Tous les messages "à diffusion restreinte", soit le deuxième degré de sensibilité après les documents classifiés confidentiel ou secret défense, peuvent ainsi être désormais correctement protégés. L'émetteur n'a qu'à cliquer sur un bouton avant d'envoyer son message pour pleinement le sécuriser.  

Le deuxième étage de l'infrastructure de gestion de clé et son  système de cryptographie associé peuvent être réutilisés pour  d'autres applications et ne pas être limités à la messagerie.

Avez-vous procédé à un appel d'offres classique pour un sujet aussi sensible ?

L'appel d'offres a en effet été public. Mais en raison de son caractère sensible, c'est la procédure d'appel d'offres restreint qui a été retenue et seules cinq sociétés, après sélection, ont pu avoir  accès au cahier des charges complet.

La DSI du Quai d'Orsay a piloté le déploiement qui s'est passé en deux phases, dont une en "big bang".

Tous les fonctionnaires du Ministère des Affaires Etrangères utilisent désormais cette solution ?

Nous avons décidé de déployer la solution à ceux disposant d'une adresse en diplomatie.gouv.fr et gérés par l'administration centrale - à distinguer des agents recrutés localement -, ceci afin de respecter pleinement les conditions du Référentiel Général de Sécurité. Cela correspond à peu près à la moitié de la population du Ministère des Affaires étrangères, soit 7 000 utilisateurs.

Tous les fonctionnaires ont donc accès à cette messagerie sécurisée. Un processus spécifique reste cependant possible pour octroyer à la demande et sous condition le service de messagerie sécurisée et ainsi l'octroyer à d'autres personnes ne respectant pas les conditions précédentes.

Comment s'est passé le déploiement, notamment à l'étranger ?


En France, le déploiement s'est fait sur notre système Exchange, client Outlook, et à l'étranger avec des serveurs Kerio, client Outlook. La DSI du Quai d'Orsay a piloté le déploiement qui s'est passé en deux phases, la première consistant à demander aux utilisateurs d'aller chercher leurs certificats de chiffrement et de signature, et ensuite d'ouvrir le service le jour J à l'ensemble des utilisateurs, soit la stratégie dite du "Big Bang".

D'autres ministères se sont-ils montrés intéressés pour déployer la solution ?

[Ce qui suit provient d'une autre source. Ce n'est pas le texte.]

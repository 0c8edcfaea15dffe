//! Demo transport: a scripted V1 for offline development and tests.
//!
//! Replays a script of pre-encoded frames on a fixed tick (display data,
//! mostly), optionally looping, and answers the common requests from a
//! canned device state so the full request/response path works without a
//! radio. The simulated device is a checksum-variant V1 running Gen2
//! firmware.

use bytes::Bytes;
use std::time::Duration;
use tokio::sync::mpsc;

use crate::data::{SweepDefinition, SweepSection};
use crate::error::{EspError, Result};
use crate::packets::{decode, Packet};
use crate::protocol::{ByteFramer, DeviceId, Frame, PacketId};

use super::{
    BoxFuture, Transport, TransportKind, TransportLink, TransportWrite, LINK_CHANNEL_CAPACITY,
};

/// Cadence of scripted frames, close to the V1's own display refresh.
pub const DEFAULT_TICK: Duration = Duration::from_millis(68);

const DEMO_VERSION: &[u8] = b"V4.1032";
const DEMO_SERIAL: &[u8] = b"DEMO2041";
const DEMO_MAX_SWEEP_INDEX: u8 = 5;

/// A sequence of frames the demo device transmits on its own.
#[derive(Debug, Clone)]
pub struct DemoScript {
    pub frames: Vec<Bytes>,
}

impl DemoScript {
    /// Resting display data: display on, live system status, no alerts.
    pub fn standard() -> Self {
        let display = demo_frame(
            PacketId::InfDisplayData,
            &[0x3F, 0x3F, 0x00, 0x00, 0x00, 0x0C, 0x00, 0x00],
        );
        Self {
            frames: vec![display.to_bytes()],
        }
    }

    /// Build a script from typed frames.
    pub fn from_frames(frames: Vec<Frame>) -> Self {
        Self {
            frames: frames.iter().map(Frame::to_bytes).collect(),
        }
    }
}

/// Scripted transport implementation.
pub struct DemoTransport {
    script: DemoScript,
    tick: Duration,
    repeat: bool,
    opened: bool,
}

/// Builder for [`DemoTransport`].
pub struct DemoTransportBuilder {
    script: DemoScript,
    tick: Duration,
    repeat: bool,
}

impl DemoTransportBuilder {
    pub fn script(mut self, script: DemoScript) -> Self {
        self.script = script;
        self
    }

    pub fn tick(mut self, tick: Duration) -> Self {
        self.tick = tick;
        self
    }

    /// Loop the script instead of going quiet at its end.
    pub fn repeat(mut self, repeat: bool) -> Self {
        self.repeat = repeat;
        self
    }

    pub fn build(self) -> DemoTransport {
        DemoTransport {
            script: self.script,
            tick: self.tick,
            repeat: self.repeat,
            opened: false,
        }
    }
}

impl DemoTransport {
    pub fn builder() -> DemoTransportBuilder {
        DemoTransportBuilder {
            script: DemoScript::standard(),
            tick: DEFAULT_TICK,
            repeat: true,
        }
    }
}

impl Transport for DemoTransport {
    fn kind(&self) -> TransportKind {
        TransportKind::Demo
    }

    fn open(&mut self) -> BoxFuture<'_, Result<TransportLink>> {
        Box::pin(async move {
            if self.opened {
                return Err(EspError::TransportOpen("demo already opened".into()));
            }
            self.opened = true;

            let (inbound_tx, inbound_rx) = mpsc::channel::<Bytes>(LINK_CHANNEL_CAPACITY);
            let (outbound_tx, outbound_rx) =
                mpsc::channel::<TransportWrite>(LINK_CHANNEL_CAPACITY);

            let device = DemoDevice {
                script: self.script.clone(),
                tick: self.tick,
                repeat: self.repeat,
                inbound_tx,
                alerts_on: false,
            };
            tokio::spawn(device.run(outbound_rx));

            Ok(TransportLink {
                kind: TransportKind::Demo,
                outbound: outbound_tx,
                inbound: inbound_rx,
            })
        })
    }
}

struct DemoDevice {
    script: DemoScript,
    tick: Duration,
    repeat: bool,
    inbound_tx: mpsc::Sender<Bytes>,
    alerts_on: bool,
}

impl DemoDevice {
    async fn run(mut self, mut outbound_rx: mpsc::Receiver<TransportWrite>) {
        // Lenient framing: the client sends checksum-free frames until it
        // has identified the bus variant.
        let mut framer = ByteFramer::new(false);
        let mut step = 0usize;
        let mut interval = tokio::time::interval(self.tick);
        interval.set_missed_tick_behavior(tokio::time::MissedTickBehavior::Delay);

        loop {
            tokio::select! {
                write = outbound_rx.recv() => {
                    match write {
                        Some(TransportWrite { bytes, ack }) => {
                            let responses = self.handle_write(&mut framer, &bytes);
                            let _ = ack.send(Ok(()));
                            for frame in responses {
                                if self.inbound_tx.send(frame).await.is_err() {
                                    return;
                                }
                            }
                        }
                        // Session closed the link.
                        None => return,
                    }
                }
                _ = interval.tick() => {
                    if step >= self.script.frames.len() {
                        if !self.repeat {
                            continue;
                        }
                        step = 0;
                    }
                    if !self.script.frames.is_empty() {
                        let frame = self.script.frames[step].clone();
                        step += 1;
                        if self.inbound_tx.send(frame).await.is_err() {
                            return;
                        }
                    }
                    if self.alerts_on {
                        let alert = demo_frame(
                            PacketId::RespAlertData,
                            // One-alert table: Ka ahead, strong and priority.
                            &[0x11, 0x87, 0x8C, 0xA8, 0x10, 0x22, 0x80],
                        );
                        if self.inbound_tx.send(alert.to_bytes()).await.is_err() {
                            return;
                        }
                    }
                }
            }
        }
    }

    /// Answer one written frame from the canned device state.
    fn handle_write(&mut self, framer: &mut ByteFramer, bytes: &[u8]) -> Vec<Bytes> {
        let mut responses = Vec::new();
        for frame in framer.feed(bytes) {
            let Ok(Packet::Request(request)) = decode(frame) else {
                continue;
            };
            match request.packet_id() {
                PacketId::ReqVersion => {
                    responses.push(demo_frame(PacketId::RespVersion, DEMO_VERSION).to_bytes());
                }
                PacketId::ReqSerialNumber => {
                    responses.push(demo_frame(PacketId::RespSerialNumber, DEMO_SERIAL).to_bytes());
                }
                PacketId::ReqBatteryVoltage => {
                    responses.push(demo_frame(PacketId::RespBatteryVoltage, &[12, 6]).to_bytes());
                }
                PacketId::ReqUserBytes => {
                    responses.push(demo_frame(PacketId::RespUserBytes, &[0xFF; 6]).to_bytes());
                }
                PacketId::ReqMaxSweepIndex => {
                    responses.push(
                        demo_frame(PacketId::RespMaxSweepIndex, &[DEMO_MAX_SWEEP_INDEX]).to_bytes(),
                    );
                }
                PacketId::ReqAllSweepDefinitions => {
                    for index in 0..=DEMO_MAX_SWEEP_INDEX {
                        let def = SweepDefinition::new(index, 33_900, 34_106);
                        responses.push(
                            demo_frame(PacketId::RespSweepDefinition, &def.to_payload()).to_bytes(),
                        );
                    }
                }
                PacketId::ReqSweepSections => {
                    let a = SweepSection {
                        index: 1,
                        count: 2,
                        lower_edge: 33_383,
                        upper_edge: 34_770,
                    };
                    let b = SweepSection {
                        index: 2,
                        count: 2,
                        lower_edge: 34_774,
                        upper_edge: 36_072,
                    };
                    let mut payload = Vec::new();
                    payload.extend_from_slice(&a.to_payload());
                    payload.extend_from_slice(&b.to_payload());
                    responses.push(demo_frame(PacketId::RespSweepSections, &payload).to_bytes());
                }
                PacketId::ReqCurrentVolume => {
                    responses
                        .push(demo_frame(PacketId::RespCurrentVolume, &[9, 2, 0]).to_bytes());
                }
                PacketId::ReqStartAlertData => {
                    self.alerts_on = true;
                }
                PacketId::ReqStopAlertData => {
                    self.alerts_on = false;
                }
                PacketId::ReqWriteSweepDefinition => {
                    // Commit sweep triggers the write result.
                    if request.frame.payload().first().is_some_and(|b| b & 0x40 != 0) {
                        responses
                            .push(demo_frame(PacketId::RespSweepWriteResult, &[0]).to_bytes());
                    }
                }
                other => {
                    tracing::debug!(id = ?other, "demo device ignoring request");
                }
            }
        }
        responses
    }
}

/// A frame as the demo V1 would transmit it.
fn demo_frame(id: PacketId, payload: &[u8]) -> Frame {
    Frame::new(
        DeviceId::V1Connection,
        DeviceId::ValentineOne,
        id,
        Bytes::copy_from_slice(payload),
        true,
    )
}

#[cfg(test)]
mod tests {
    use super::*;
    use tokio::sync::oneshot;

    use crate::packets::{RequestPacket, ResponseBody};

    async fn write_request(link: &TransportLink, request: RequestPacket) {
        let (ack, ack_rx) = oneshot::channel();
        link.outbound
            .send(TransportWrite {
                bytes: request.frame.to_bytes(),
                ack,
            })
            .await
            .unwrap();
        ack_rx.await.unwrap().unwrap();
    }

    async fn next_response(link: &mut TransportLink, framer: &mut ByteFramer) -> Packet {
        loop {
            let chunk = link.inbound.recv().await.unwrap();
            let frames = framer.feed(&chunk);
            if let Some(frame) = frames.into_iter().next() {
                return decode(frame).unwrap();
            }
        }
    }

    #[tokio::test]
    async fn test_script_replays() {
        let mut transport = DemoTransport::builder()
            .tick(Duration::from_millis(5))
            .repeat(true)
            .build();
        let mut link = transport.open().await.unwrap();

        let mut framer = ByteFramer::new(true);
        for _ in 0..3 {
            let packet = next_response(&mut link, &mut framer).await;
            assert_eq!(packet.packet_id(), PacketId::InfDisplayData);
        }
    }

    #[tokio::test]
    async fn test_version_request_answered() {
        let mut transport = DemoTransport::builder()
            .script(DemoScript { frames: vec![] })
            .build();
        let mut link = transport.open().await.unwrap();

        write_request(&link, RequestPacket::version(DeviceId::ValentineOne, DeviceId::ValentineOne)).await;

        let mut framer = ByteFramer::new(true);
        let packet = next_response(&mut link, &mut framer).await;
        assert_eq!(
            packet.response_body(),
            Some(&ResponseBody::Version("V4.1032".into()))
        );
    }

    #[tokio::test]
    async fn test_all_sweeps_streams_full_set() {
        let mut transport = DemoTransport::builder()
            .script(DemoScript { frames: vec![] })
            .build();
        let mut link = transport.open().await.unwrap();

        write_request(&link, RequestPacket::all_sweep_definitions(DeviceId::ValentineOne)).await;

        let mut framer = ByteFramer::new(true);
        for _ in 0..=DEMO_MAX_SWEEP_INDEX {
            let packet = next_response(&mut link, &mut framer).await;
            assert_eq!(packet.packet_id(), PacketId::RespSweepDefinition);
        }
    }

    #[tokio::test]
    async fn test_alert_stream_toggle() {
        let mut transport = DemoTransport::builder()
            .script(DemoScript { frames: vec![] })
            .tick(Duration::from_millis(5))
            .build();
        let mut link = transport.open().await.unwrap();

        write_request(&link, RequestPacket::start_alert_data(DeviceId::ValentineOne)).await;

        let mut framer = ByteFramer::new(true);
        let packet = next_response(&mut link, &mut framer).await;
        assert_eq!(packet.packet_id(), PacketId::RespAlertData);
    }
}
//! Frame ↔ packet codec.
//!
//! Decoding maps the wire packet id to a typed variant. Unregistered ids
//! are not an error — they decode to [`Packet::Unknown`] so the library
//! keeps working against protocol revisions newer than itself. Encoding
//! hands back the packet's frame untouched, which is what makes the
//! round-trip law hold for every variant.

use crate::error::EspError;
use crate::protocol::{Frame, PacketId};

use super::request::RequestPacket;
use super::response::ResponseBody;
use super::{Packet, ResponsePacket, UnknownPacket};

/// Decode a validated frame into a typed packet.
///
/// # Errors
///
/// [`EspError::MalformedPayload`] when a known response id carries a payload
/// that does not fit its shape. The frame's raw payload is attached.
pub fn decode(frame: Frame) -> Result<Packet, EspError> {
    let id = frame.packet_id();
    match id {
        PacketId::Other(_) => Ok(Packet::Unknown(UnknownPacket { frame })),
        id if id.is_request() => Ok(Packet::Request(RequestPacket { frame })),
        id => {
            let body = ResponseBody::parse(id, frame.payload())?;
            Ok(Packet::Response(ResponsePacket { frame, body }))
        }
    }
}

/// Encode a packet back into its wire frame.
pub fn encode(packet: &Packet) -> Frame {
    packet.frame().clone()
}

#[cfg(test)]
mod tests {
    use super::*;
    use crate::protocol::{ByteFramer, DeviceId};
    use bytes::Bytes;

    fn response_frame(id: PacketId, payload: &'static [u8]) -> Frame {
        Frame::new(
            DeviceId::V1Connection,
            DeviceId::ValentineOne,
            id,
            Bytes::from_static(payload),
            true,
        )
    }

    #[test]
    fn test_decode_response() {
        let frame = response_frame(PacketId::RespBatteryVoltage, &[12, 6]);
        let packet = decode(frame).unwrap();
        assert_eq!(
            packet.response_body(),
            Some(&ResponseBody::BatteryVoltage { volts: 12, tenths: 6 })
        );
    }

    #[test]
    fn test_decode_request() {
        let req = RequestPacket::version(DeviceId::ValentineOne, DeviceId::ValentineOne);
        let packet = decode(req.frame.clone()).unwrap();
        assert!(matches!(packet, Packet::Request(_)));
    }

    #[test]
    fn test_unknown_id_decodes_and_keeps_payload() {
        let frame = Frame::new(
            DeviceId::V1Connection,
            DeviceId::ValentineOne,
            PacketId::Other(0xF0),
            Bytes::from_static(&[1, 2, 3, 4]),
            true,
        );
        let packet = decode(frame.clone()).unwrap();
        match &packet {
            Packet::Unknown(unknown) => {
                assert_eq!(unknown.packet_id_byte(), 0xF0);
                assert_eq!(&unknown.frame.payload()[..], &[1, 2, 3, 4]);
            }
            other => panic!("expected unknown packet, got {other:?}"),
        }
        assert_eq!(encode(&packet), frame);
    }

    #[test]
    fn test_malformed_known_id_is_an_error() {
        let frame = response_frame(PacketId::RespUserBytes, &[1, 2, 3]);
        assert!(matches!(
            decode(frame),
            Err(EspError::MalformedPayload { packet_id: 0x12, .. })
        ));
    }

    #[test]
    fn test_wire_roundtrip_through_framer() {
        // encode(decode(f)) must reproduce the received bytes exactly.
        let cases = vec![
            response_frame(PacketId::RespVersion, b"V4.1032"),
            response_frame(PacketId::RespMaxSweepIndex, &[5]),
            response_frame(PacketId::InfV1Busy, &[0x16, 0x19]),
            Frame::new(
                DeviceId::V1Connection,
                DeviceId::ValentineOne,
                PacketId::Other(0xEE),
                Bytes::from_static(&[9, 9, 9]),
                true,
            ),
        ];
        for frame in cases {
            let wire = frame.to_bytes();
            let mut framer = ByteFramer::new(true);
            let frames = framer.feed(&wire);
            assert_eq!(frames.len(), 1);
            let packet = decode(frames[0].clone()).unwrap();
            assert_eq!(encode(&packet).to_bytes(), wire);
        }
    }
}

Il ne s'agit pas de reproduire exactement ce que nous avons fait, mais l'un des enjeux de demain sera de pouvoir étendre ce type d'échanges sécurisés avec d'autres ministères, et de construire un système global bénéficiant du même sceau de confiance. C'est ce que nous voulons réussir dans les mois à venir.

Au-delà de son aspect technologique, la solution, par sa simplicité d'utilisation a été bien adoptée : c'était là aussi l'un des challenges. Le projet a été mené de façon particulièrement exemplaire par les deux chefs de projet, Nicolas Lhuillier et Philippe Maraval.